═════ Records shown
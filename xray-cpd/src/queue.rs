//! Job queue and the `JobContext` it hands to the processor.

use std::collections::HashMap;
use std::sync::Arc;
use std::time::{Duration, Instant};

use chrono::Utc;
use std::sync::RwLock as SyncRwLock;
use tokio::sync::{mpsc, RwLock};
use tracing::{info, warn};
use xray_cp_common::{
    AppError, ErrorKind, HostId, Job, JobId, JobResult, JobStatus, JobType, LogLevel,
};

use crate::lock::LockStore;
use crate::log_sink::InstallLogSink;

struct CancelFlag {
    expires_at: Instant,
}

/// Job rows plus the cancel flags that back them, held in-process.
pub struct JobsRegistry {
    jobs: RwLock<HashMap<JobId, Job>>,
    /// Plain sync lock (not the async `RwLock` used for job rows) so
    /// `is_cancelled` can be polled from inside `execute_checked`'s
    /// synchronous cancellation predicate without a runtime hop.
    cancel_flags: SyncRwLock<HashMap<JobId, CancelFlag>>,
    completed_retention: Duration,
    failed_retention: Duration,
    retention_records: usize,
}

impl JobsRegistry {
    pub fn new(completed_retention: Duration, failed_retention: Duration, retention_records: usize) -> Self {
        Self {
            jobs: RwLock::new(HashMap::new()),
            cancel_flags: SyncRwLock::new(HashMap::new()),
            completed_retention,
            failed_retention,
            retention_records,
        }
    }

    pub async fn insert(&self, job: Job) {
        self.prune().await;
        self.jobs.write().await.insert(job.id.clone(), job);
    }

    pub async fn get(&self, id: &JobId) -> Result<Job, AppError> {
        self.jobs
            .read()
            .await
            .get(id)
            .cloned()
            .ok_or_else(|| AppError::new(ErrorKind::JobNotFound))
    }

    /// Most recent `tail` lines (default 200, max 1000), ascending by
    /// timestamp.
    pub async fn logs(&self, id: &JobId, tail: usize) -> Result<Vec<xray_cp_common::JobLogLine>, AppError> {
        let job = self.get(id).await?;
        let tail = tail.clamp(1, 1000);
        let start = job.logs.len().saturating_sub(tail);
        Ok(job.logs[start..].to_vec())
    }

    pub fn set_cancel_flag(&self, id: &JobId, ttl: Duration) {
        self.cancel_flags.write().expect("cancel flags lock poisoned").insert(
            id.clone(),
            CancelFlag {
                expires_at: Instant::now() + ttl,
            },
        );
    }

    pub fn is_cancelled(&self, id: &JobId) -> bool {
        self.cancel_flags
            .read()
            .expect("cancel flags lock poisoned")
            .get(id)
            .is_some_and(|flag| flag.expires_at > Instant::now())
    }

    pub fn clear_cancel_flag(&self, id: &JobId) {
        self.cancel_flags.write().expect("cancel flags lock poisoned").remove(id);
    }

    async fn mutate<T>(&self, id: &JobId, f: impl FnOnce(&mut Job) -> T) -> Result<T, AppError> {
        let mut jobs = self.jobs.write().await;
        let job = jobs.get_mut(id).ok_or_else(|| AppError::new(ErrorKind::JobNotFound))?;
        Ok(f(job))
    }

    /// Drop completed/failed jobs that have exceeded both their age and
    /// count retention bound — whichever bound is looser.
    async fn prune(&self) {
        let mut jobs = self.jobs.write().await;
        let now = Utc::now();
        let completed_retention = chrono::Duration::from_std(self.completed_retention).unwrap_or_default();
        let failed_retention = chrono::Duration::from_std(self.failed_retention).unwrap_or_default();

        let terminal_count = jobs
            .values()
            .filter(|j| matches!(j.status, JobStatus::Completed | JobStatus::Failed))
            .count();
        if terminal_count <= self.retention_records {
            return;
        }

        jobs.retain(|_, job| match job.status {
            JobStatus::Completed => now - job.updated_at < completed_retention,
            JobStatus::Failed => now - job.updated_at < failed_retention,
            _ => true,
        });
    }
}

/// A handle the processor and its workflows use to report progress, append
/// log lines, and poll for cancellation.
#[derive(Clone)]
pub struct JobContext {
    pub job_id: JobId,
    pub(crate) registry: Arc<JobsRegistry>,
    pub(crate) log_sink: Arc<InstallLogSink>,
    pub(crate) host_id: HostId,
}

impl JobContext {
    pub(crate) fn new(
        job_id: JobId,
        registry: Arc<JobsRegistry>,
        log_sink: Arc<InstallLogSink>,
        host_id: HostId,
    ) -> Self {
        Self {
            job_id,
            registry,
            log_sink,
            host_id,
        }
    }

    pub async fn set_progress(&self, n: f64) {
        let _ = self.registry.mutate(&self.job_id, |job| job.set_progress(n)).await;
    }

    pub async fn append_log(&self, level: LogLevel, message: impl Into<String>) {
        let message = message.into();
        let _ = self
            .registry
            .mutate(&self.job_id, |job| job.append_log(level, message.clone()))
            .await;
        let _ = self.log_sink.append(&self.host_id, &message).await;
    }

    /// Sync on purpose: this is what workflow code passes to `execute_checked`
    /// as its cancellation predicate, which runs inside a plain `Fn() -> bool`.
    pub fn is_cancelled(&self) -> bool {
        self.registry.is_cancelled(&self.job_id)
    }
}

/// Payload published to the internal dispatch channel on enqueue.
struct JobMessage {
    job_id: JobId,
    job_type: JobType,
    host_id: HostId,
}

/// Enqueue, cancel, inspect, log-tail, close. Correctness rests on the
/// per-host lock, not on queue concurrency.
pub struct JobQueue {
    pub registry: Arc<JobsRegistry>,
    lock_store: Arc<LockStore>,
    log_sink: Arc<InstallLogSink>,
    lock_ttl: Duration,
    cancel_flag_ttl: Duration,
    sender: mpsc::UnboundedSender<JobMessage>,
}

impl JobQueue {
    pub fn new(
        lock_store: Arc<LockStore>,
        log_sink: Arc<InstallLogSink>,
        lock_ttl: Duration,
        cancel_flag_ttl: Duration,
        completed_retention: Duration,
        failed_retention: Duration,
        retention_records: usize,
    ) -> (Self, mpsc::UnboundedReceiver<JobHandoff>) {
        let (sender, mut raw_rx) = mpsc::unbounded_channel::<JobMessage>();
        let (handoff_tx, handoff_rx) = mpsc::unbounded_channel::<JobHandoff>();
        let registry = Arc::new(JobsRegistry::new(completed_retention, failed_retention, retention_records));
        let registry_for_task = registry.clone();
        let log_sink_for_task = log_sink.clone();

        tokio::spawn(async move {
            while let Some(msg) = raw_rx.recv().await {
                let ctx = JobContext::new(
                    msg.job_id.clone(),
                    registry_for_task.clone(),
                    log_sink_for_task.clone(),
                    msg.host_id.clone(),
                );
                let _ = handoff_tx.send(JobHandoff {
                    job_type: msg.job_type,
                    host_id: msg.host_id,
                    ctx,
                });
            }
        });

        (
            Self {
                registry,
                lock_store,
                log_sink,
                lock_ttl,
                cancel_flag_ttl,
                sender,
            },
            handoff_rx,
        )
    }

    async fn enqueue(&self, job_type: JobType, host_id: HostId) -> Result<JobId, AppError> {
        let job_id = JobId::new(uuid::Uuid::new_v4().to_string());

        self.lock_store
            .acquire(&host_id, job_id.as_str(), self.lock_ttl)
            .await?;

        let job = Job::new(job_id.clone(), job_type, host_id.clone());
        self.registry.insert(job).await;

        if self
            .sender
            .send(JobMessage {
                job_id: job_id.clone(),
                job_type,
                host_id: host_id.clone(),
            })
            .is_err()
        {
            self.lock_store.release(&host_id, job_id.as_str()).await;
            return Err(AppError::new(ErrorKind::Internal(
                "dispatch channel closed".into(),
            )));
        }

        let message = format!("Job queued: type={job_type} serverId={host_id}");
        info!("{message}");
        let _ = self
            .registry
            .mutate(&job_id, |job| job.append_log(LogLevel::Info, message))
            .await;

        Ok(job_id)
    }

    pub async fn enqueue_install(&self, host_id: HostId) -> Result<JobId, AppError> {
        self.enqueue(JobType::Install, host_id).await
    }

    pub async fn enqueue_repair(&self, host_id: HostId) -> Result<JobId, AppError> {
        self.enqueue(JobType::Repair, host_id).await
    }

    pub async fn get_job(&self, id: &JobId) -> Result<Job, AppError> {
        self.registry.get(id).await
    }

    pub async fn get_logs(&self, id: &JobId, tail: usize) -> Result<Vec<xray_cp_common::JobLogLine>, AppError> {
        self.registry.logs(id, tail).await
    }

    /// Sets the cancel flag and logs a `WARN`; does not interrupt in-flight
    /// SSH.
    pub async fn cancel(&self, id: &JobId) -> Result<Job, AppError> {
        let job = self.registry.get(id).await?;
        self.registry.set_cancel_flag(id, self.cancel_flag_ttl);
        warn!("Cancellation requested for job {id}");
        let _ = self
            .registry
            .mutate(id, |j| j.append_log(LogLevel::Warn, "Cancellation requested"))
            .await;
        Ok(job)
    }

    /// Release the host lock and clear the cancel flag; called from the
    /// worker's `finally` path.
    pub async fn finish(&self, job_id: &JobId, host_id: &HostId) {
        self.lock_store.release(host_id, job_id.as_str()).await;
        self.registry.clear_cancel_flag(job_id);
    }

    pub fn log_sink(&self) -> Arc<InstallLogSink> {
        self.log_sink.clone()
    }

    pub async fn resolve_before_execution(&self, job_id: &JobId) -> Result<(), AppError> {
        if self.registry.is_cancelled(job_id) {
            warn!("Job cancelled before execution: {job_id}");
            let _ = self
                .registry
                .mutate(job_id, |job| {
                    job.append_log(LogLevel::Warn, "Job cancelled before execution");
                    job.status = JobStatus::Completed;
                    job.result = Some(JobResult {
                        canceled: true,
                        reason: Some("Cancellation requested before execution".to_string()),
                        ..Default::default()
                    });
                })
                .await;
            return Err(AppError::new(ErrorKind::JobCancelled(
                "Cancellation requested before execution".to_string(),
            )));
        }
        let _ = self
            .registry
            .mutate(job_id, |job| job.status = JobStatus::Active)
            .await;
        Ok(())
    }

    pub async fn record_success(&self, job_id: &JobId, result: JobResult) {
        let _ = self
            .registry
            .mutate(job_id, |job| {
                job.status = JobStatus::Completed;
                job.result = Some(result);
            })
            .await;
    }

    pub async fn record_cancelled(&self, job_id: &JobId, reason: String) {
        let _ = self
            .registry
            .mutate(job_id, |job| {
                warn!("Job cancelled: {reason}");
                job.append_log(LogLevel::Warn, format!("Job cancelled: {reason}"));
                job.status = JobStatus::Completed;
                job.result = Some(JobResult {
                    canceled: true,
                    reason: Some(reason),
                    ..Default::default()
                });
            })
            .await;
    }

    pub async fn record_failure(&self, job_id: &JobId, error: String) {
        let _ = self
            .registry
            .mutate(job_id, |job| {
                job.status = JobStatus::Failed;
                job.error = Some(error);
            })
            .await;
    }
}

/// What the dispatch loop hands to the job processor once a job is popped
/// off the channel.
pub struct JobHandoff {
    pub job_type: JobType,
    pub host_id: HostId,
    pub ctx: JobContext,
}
══════════
▸ **What the task asks**
A bare number is the whole answer: state how many lines in the data above contain "JobType".

▸ **Answer space**
6